Ce qui frappe dès l’abord, c’est la pauvreté de la littérature alpestre en France. À part Sénancour, aucun de nos écrivains n’a su puiser dans le thème de la montagne une inspiration lyrique ou philosophique génératrice d’œuvres marquantes. Qu’aurions-nous à opposer à un Shelley, à un Byron, à un Ruskin ? Chateaubriand, devant le Mont-Blanc, clame son horreur de tant de démesure, et ses descriptions des Alpes constituent « le plus violent réquisitoire qu’on ait jamais écrit contre elles ». Pour Rousseau, la montagne, c’est surtout le fond des vallées, — si l’on ose dire, — où il fait vivre d’imaginaires bons sauvages. Et pour la grande majorité de ceux qui, après lui, feront intervenir la montagne dans leurs œuvres, elle n’est guère qu’un décor conventionnel, un élément de pittoresque, un sublime tout fait, dont on agrémente des digressions sur l’ordre social. Mlle Engel constate que « les plus grands poètes français du xixe siècle ont échoué dans leur interprétation des montagnes. Ils ont tous étudié presque exclusivement l’âme humaine. La montagne qui repousse l’homme, la montagne farouche, effrayante, leur a semblé incompréhensible ». C’est que le mystère des choses les attire moins que le jeu des passions et des intérêts sociaux. Or, en face de la montagne, l’homme est seul.

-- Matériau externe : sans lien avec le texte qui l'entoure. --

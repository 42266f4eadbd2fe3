//! Standalone comment records (§3.1).
//!
//! Most objects carry their comment inline (`Table::comment`,
//! `Column::comment`, …). This record exists for completeness of the
//! `COMMENT ON` surface and is used by the differ/emitter for objects whose
//! IR entity does not otherwise carry a comment field (e.g. a schema).

use crate::ir::common::ObjectRef;

#[derive(Debug, Clone, PartialEq)]
pub struct Comment {
    pub object: ObjectRef,
    pub text: String,
}
//! The Formatter (§4.6) — final pipeline stage.
//!
//! Takes the Emitter's ordered [`crate::emit::StatementRecord`] list and
//! renders it to a single script: a header noting transactionality, one
//! three-line comment banner per statement group, a single blank line
//! between groups, a trailing semicolon and newline on every statement, and
//! no trailing whitespace anywhere. Identifier quoting itself
//! (`needs_quoting` / `quote_ident`, §11) is applied earlier, while the
//! Emitter is still building `sql` text with full object identity in hand —
//! reparsing already-rendered SQL to quote identifiers after the fact would
//! need to re-discover what the Emitter already knew.

pub mod quoting;

use crate::config::PlannerConfig;
use crate::emit::StatementRecord;

/// Render a full script from `statements`, already in final execution
/// order. `config.transactional` decides whether the header calls out any
/// non-transactional statements as sibling blocks per §6.3.
pub fn render_script(statements: &[StatementRecord], config: &PlannerConfig) -> String {
    let mut out = String::new();
    out.push_str(&render_header(statements, config));

    let mut prev_banner: Option<(&str, &str, &str)> = None;
    for statement in statements {
        let banner_key = (
            statement.group_banner.name.as_str(),
            statement.group_banner.kind.label(),
            statement.group_banner.schema.as_str(),
        );
        if prev_banner != Some(banner_key) {
            if prev_banner.is_some() {
                out.push('\n');
            }
            out.push_str(&render_banner(statement, config));
            prev_banner = Some(banner_key);
        }

        out.push_str(statement.sql.trim_end());
        if !statement.sql.trim_end().ends_with(';') {
            out.push(';');
        }
        out.push('\n');

        if let Some(wait) = &statement.wait_stanza {
            out.push_str("-- pgschema:wait\n");
            out.push_str(wait.trim_end());
            out.push('\n');
        }
    }

    out
}

fn render_header(statements: &[StatementRecord], config: &PlannerConfig) -> String {
    let has_nontransactional = statements.iter().any(|s| !s.transactional);
    let mut header = String::new();
    header.push_str("--\n-- pgschema-plan migration script\n");
    header.push_str(&format!(
        "-- transactional: {}\n",
        !has_nontransactional && config.transactional
    ));
    if has_nontransactional {
        header.push_str(
            "-- NOTE: this script contains non-transactional statements (CONCURRENTLY).\n",
        );
        header.push_str("-- Each such statement must run outside any surrounding transaction.\n");
    }
    header.push_str("--\n\n");
    header
}

fn render_banner(statement: &StatementRecord, config: &PlannerConfig) -> String {
    let schema = if statement.group_banner.schema == config.target_schema {
        "-".to_string()
    } else {
        statement.group_banner.schema.clone()
    };
    format!(
        "--\n-- Name: {}; Type: {}; Schema: {}; Owner: -\n--\n",
        statement.group_banner.name,
        statement.group_banner.kind.label(),
        schema,
    )
}

#[cfg(test)]
mod tests {
    use super::*;
    use crate::emit::GroupBanner;
    use crate::ir::ObjectKind;

    fn stmt(sql: &str, name: &str, kind: ObjectKind, schema: &str) -> StatementRecord {
        StatementRecord {
            sql: sql.to_string(),
            transactional: true,
            wait_stanza: None,
            group_banner: GroupBanner {
                name: name.to_string(),
                kind,
                schema: schema.to_string(),
            },
            source_change_id: 0,
        }
    }

    #[test]
    fn script_ends_with_trailing_newline_and_semicolon() {
        let statements = vec![stmt("CREATE TABLE orders (id integer)", "orders", ObjectKind::Table, "public")];
        let script = render_script(&statements, &PlannerConfig::default());
        assert!(script.ends_with('\n'));
        assert!(script.trim_end().ends_with(';'));
    }

    #[test]
    fn banner_schema_is_dash_when_matching_target() {
        let statements = vec![stmt("CREATE TABLE orders (id integer)", "orders", ObjectKind::Table, "public")];
        let script = render_script(&statements, &PlannerConfig::default());
        assert!(script.contains("Schema: -"));
    }

    #[test]
    fn nontransactional_statement_adds_header_warning() {
        let mut s = stmt("CREATE INDEX CONCURRENTLY idx ON orders(id)", "idx", ObjectKind::Index, "public");
        s.transactional = false;
        let script = render_script(&[s], &PlannerConfig::default());
        assert!(script.contains("non-transactional"));
    }

    #[test]
    fn wait_stanza_follows_sentinel_line() {
        let mut s = stmt("CREATE INDEX CONCURRENTLY idx ON orders(id)", "idx", ObjectKind::Index, "public");
        s.transactional = false;
        s.wait_stanza = Some("SELECT 1 FROM pg_stat_progress_create_index".to_string());
        let script = render_script(&[s], &PlannerConfig::default());
        assert!(script.contains("-- pgschema:wait\nSELECT 1 FROM pg_stat_progress_create_index"));
    }
}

Sénancour, c’est tout autre chose. Lui, cherche un refuge. « Dans l’isolement des cimes ou des hautes vallées, seul avec la nature dans une sorte d’ivresse morne, il parvenait à oublier la fuite des heures et de la vie : l’existence perd sa fièvre au cours des longues heures silencieuses qui s’égrènent une à une dans les solitudes de rocs et de glace. » Sénancour éprouvait ce qu’il appela, d’un mot admirable, « la lenteur des choses ». C’est qu’il a pénétré dans ces solitudes que les autres contemplaient d’en bas ; non pas en curieux : en mystique.
Pareille attitude ne surprendra pas un moderne ; mais elle est unique dans la littérature française du xixe. La littérature anglaise, au contraire, a donné toute une suite de chefs-d’œuvre lyriques à sujets alpestres. « Toute une tradition d’individualisme lui frayait la voie », note fort justement notre auteur.
L’homme seul en face des sommets, qu’écrira-t-il ? — Shelley : « L’immensité de ces sommets aériens excite, [p. 550] lorsqu’ils frappent la vue, un sentiment d’extase émerveillée auquel la folie n’est pas étrangère. » — « Cependant, le Mont-Blanc luit là-haut ; la Puissance est là, la tranquille et solennelle Puissance aux mille aspects, aux mille bruits. » Ce n’est plus l’homme que ces poètes viennent interroger sur les hauteurs, mais une sombre et surhumaine fatalité (Byron), ou « la secrète force des choses » (Shelley), ou encore (Wordsworth) « les types et les symboles de l’Éternité ». Du panthéisme d’un Shelley au mysticisme d’un Ruskin, c’est un cantique d’adoration spirituelle que chante la poésie anglaise en de véritables « élévations ».
Mais tout ce lyrisme n’est pas dépourvu de grandiloquence ni de pieuse fadeur. La montagne, ne serait-elle jamais qu’un écrasant symbole de l’éternité ? — C’est aussi quelque chose qui devrait être surmonté, nous souffle une voix émouvante, aux résonances vraiment altières, celle-là : la voix de Nietzsche.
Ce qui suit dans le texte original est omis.